_Items from a data source_
• • • •

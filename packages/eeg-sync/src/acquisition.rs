// Acquisition loop
//
// One tokio task per session polls the device on a fixed interval:
// - pull every sample that arrived since the last tick
// - append them to the SampleBuffer in arrival order, under one lock acquisition
// - update the liveness heartbeat
//
// Transient read errors are retried inside the same tick up to a bounded count;
// anything else (disconnect, exhausted retries, a full buffer) ends the loop,
// emits AcquisitionFailed once and cancels the session quit token so the
// protocol winds down and the captured data is persisted.

use crate::buffer::SampleBuffer;
use crate::config::AcquisitionConfig;
use crate::device::EegDevice;
use crate::error::AcquisitionError;
use crate::events::{EventEmitter, ExperimentEvent};
use crate::types::RawSample;
use parking_lot::Mutex;
use serde::{Deserialize, Serialize};
use std::sync::atomic::{AtomicU64, Ordering};
use std::sync::Arc;
use std::time::Duration;
use tokio::task::JoinHandle;
use tokio::time::{interval, Instant, MissedTickBehavior};
use tokio_util::sync::CancellationToken;

/// Liveness snapshot of the loop
#[derive(Debug, Clone, Default, Serialize, Deserialize)]
pub struct Heartbeat {
    pub ticks: u64,
    pub samples_appended: u64,

    /// Time since the last completed tick; None before the first one
    #[serde(skip)]
    pub since_last_tick: Option<Duration>,
}

#[derive(Default)]
struct Liveness {
    ticks: AtomicU64,
    samples: AtomicU64,
    last_tick: Mutex<Option<Instant>>,
}

impl Liveness {
    fn beat(&self, appended: usize) {
        self.ticks.fetch_add(1, Ordering::Relaxed);
        self.samples.fetch_add(appended as u64, Ordering::Relaxed);
        *self.last_tick.lock() = Some(Instant::now());
    }
}

enum LoopState {
    Idle,
    Running {
        stop: CancellationToken,
        handle: JoinHandle<Result<(), AcquisitionError>>,
    },
    Finished,
}

/// Everything the polling task needs, moved into it on start
struct Poller {
    device: Arc<dyn EegDevice>,
    buffer: Arc<SampleBuffer>,
    max_read_retries: u32,
    liveness: Arc<Liveness>,
}

impl Poller {
    fn poll_once(&self) -> Result<usize, AcquisitionError> {
        let samples = self.pull_with_retry()?;
        let appended = self.buffer.append_batch(samples)?;
        self.liveness.beat(appended);
        Ok(appended)
    }

    fn pull_with_retry(&self) -> Result<Vec<RawSample>, AcquisitionError> {
        let mut attempts = 0;
        loop {
            attempts += 1;
            match self.device.pull_new_samples() {
                Ok(samples) => return Ok(samples),
                Err(e) if e.is_transient() && attempts <= self.max_read_retries => {
                    log::warn!("Read attempt {} failed, retrying: {}", attempts, e);
                }
                Err(e) if e.is_transient() => {
                    return Err(AcquisitionError::RetriesExhausted { attempts, last: e });
                }
                Err(e) => return Err(e.into()),
            }
        }
    }

    async fn run(
        self,
        poll_interval: Duration,
        stop: CancellationToken,
        quit: CancellationToken,
        events: EventEmitter,
    ) -> Result<(), AcquisitionError> {
        let mut tick = interval(poll_interval);
        tick.set_missed_tick_behavior(MissedTickBehavior::Delay);

        let result = loop {
            tokio::select! {
                biased;

                _ = stop.cancelled() => {
                    self.flush();
                    break Ok(());
                }
                _ = tick.tick() => {
                    if let Err(e) = self.poll_once() {
                        break Err(e);
                    }
                }
            }
        };

        if let Err(e) = &result {
            log::error!("{}", e);
            events.emit(ExperimentEvent::AcquisitionFailed {
                error: e.to_string(),
            });
            quit.cancel();
        }
        log::info!(
            "Acquisition loop ended after {} ticks, {} samples",
            self.liveness.ticks.load(Ordering::Relaxed),
            self.buffer.len()
        );
        result
    }

    /// Last pull on a clean stop so samples that arrived since the final tick
    /// are not lost
    fn flush(&self) {
        if let Err(e) = self.poll_once() {
            log::debug!("Final pull skipped: {}", e);
        }
    }
}

/// Owns the polling task that feeds the SampleBuffer
pub struct AcquisitionLoop {
    device: Arc<dyn EegDevice>,
    buffer: Arc<SampleBuffer>,
    max_read_retries: u32,
    poll_interval: Duration,
    liveness: Arc<Liveness>,
    state: Mutex<LoopState>,
    events: EventEmitter,
}

impl AcquisitionLoop {
    /// Poll interval is derived from the device's rate and onboard buffer size
    pub fn new(
        device: Arc<dyn EegDevice>,
        buffer: Arc<SampleBuffer>,
        config: &AcquisitionConfig,
    ) -> Self {
        let info = device.info();
        let poll_interval =
            config.effective_poll_interval(info.layout.sample_rate, info.onboard_buffer_samples);
        Self {
            device,
            buffer,
            max_read_retries: config.max_read_retries,
            poll_interval,
            liveness: Arc::new(Liveness::default()),
            state: Mutex::new(LoopState::Idle),
            events: EventEmitter::new(),
        }
    }

    pub fn with_events(mut self, events: EventEmitter) -> Self {
        self.events = events;
        self
    }

    /// Upper bound on how far a marker can trail the event it stamps
    pub fn marker_lag_bound(&self) -> Duration {
        self.poll_interval
    }

    /// Spawn the polling task on the current tokio runtime
    ///
    /// The loop stops when `quit` fires or `stop` is called, and cancels `quit`
    /// itself on a fatal error. A loop runs at most once.
    pub fn start(&self, quit: &CancellationToken) -> Result<(), AcquisitionError> {
        let mut state = self.state.lock();
        if !matches!(*state, LoopState::Idle) {
            return Err(AcquisitionError::AlreadyStarted);
        }

        let stop = quit.child_token();
        let poller = Poller {
            device: Arc::clone(&self.device),
            buffer: Arc::clone(&self.buffer),
            max_read_retries: self.max_read_retries,
            liveness: Arc::clone(&self.liveness),
        };
        let handle = tokio::spawn(poller.run(
            self.poll_interval,
            stop.clone(),
            quit.clone(),
            self.events.clone(),
        ));

        log::info!(
            "Acquisition started, polling every {:?} (marker lag bound)",
            self.poll_interval
        );
        *state = LoopState::Running { stop, handle };
        Ok(())
    }

    /// Stop the loop and wait for its task to end
    ///
    /// Returns the loop's result the first time a running loop is stopped and
    /// None otherwise, so stopping twice or stopping an idle loop is a no-op.
    pub async fn stop(&self) -> Option<Result<(), AcquisitionError>> {
        let previous = std::mem::replace(&mut *self.state.lock(), LoopState::Finished);
        match previous {
            LoopState::Running { stop, handle } => {
                stop.cancel();
                Some(match handle.await {
                    Ok(result) => result,
                    Err(e) => Err(AcquisitionError::Task(e.to_string())),
                })
            }
            LoopState::Idle => {
                *self.state.lock() = LoopState::Idle;
                None
            }
            LoopState::Finished => None,
        }
    }

    pub fn is_running(&self) -> bool {
        match &*self.state.lock() {
            LoopState::Running { handle, .. } => !handle.is_finished(),
            _ => false,
        }
    }

    pub fn heartbeat(&self) -> Heartbeat {
        Heartbeat {
            ticks: self.liveness.ticks.load(Ordering::Relaxed),
            samples_appended: self.liveness.samples.load(Ordering::Relaxed),
            since_last_tick: self.liveness.last_tick.lock().map(|at| at.elapsed()),
        }
    }
}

• • • •

Scan the entries above and copy each line where "session" occurs.

_RESULT_
// One tokio task per session polls the device on a fixed interval:
// emits AcquisitionFailed once and cancels the session quit token so the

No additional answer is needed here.